[Start of Attachment]
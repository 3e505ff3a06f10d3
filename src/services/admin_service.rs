use sea_orm::{EntityTrait, PaginatorTrait};

use crate::{
    dto::catalog::AdminStats,
    entity::{Cafes, Facilities, PaymentMethods, Users},
    error::AppResult,
    middleware::auth::{AuthUser, ensure_admin},
    response::ApiResponse,
    state::AppState,
};

/// Entity counts shown on the dashboard.
pub async fn stats(state: &AppState, user: &AuthUser) -> AppResult<ApiResponse<AdminStats>> {
    ensure_admin(user)?;
    let (cafes, facilities, payment_methods, users) = tokio::try_join!(
        Cafes::find().count(&state.orm),
        Facilities::find().count(&state.orm),
        PaymentMethods::find().count(&state.orm),
        Users::find().count(&state.orm),
    )?;

    let data = AdminStats {
        cafes,
        facilities,
        payment_methods,
        users,
    };
    Ok(ApiResponse::success("Stats", data, None))
}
[End of Attachment]
Character for character, output the whole material above.

→ EXERCISE RESPONSE:
repository 3e505ff3a06f10d3
filename src/services/admin_service.rs
use sea_orm::{EntityTrait, PaginatorTrait};

use crate::{
    dto::catalog::AdminStats,
    entity::{Cafes, Facilities, PaymentMethods, Users},
    error::AppResult,
    middleware::auth::{AuthUser, ensure_admin},
    response::ApiResponse,
    state::AppState,
};

/// Entity counts shown on the dashboard.
pub async fn stats(state: &AppState, user: &AuthUser) -> AppResult<ApiResponse<AdminStats>> {
    ensure_admin(user)?;
    let (cafes, facilities, payment_methods, users) = tokio::try_join!(
        Cafes::find().count(&state.orm),
        Facilities::find().count(&state.orm),
        PaymentMethods::find().count(&state.orm),
        Users::find().count(&state.orm),
    )?;

    let data = AdminStats {
        cafes,
        facilities,
        payment_methods,
        users,
    };
    Ok(ApiResponse::success("Stats", data, None))
}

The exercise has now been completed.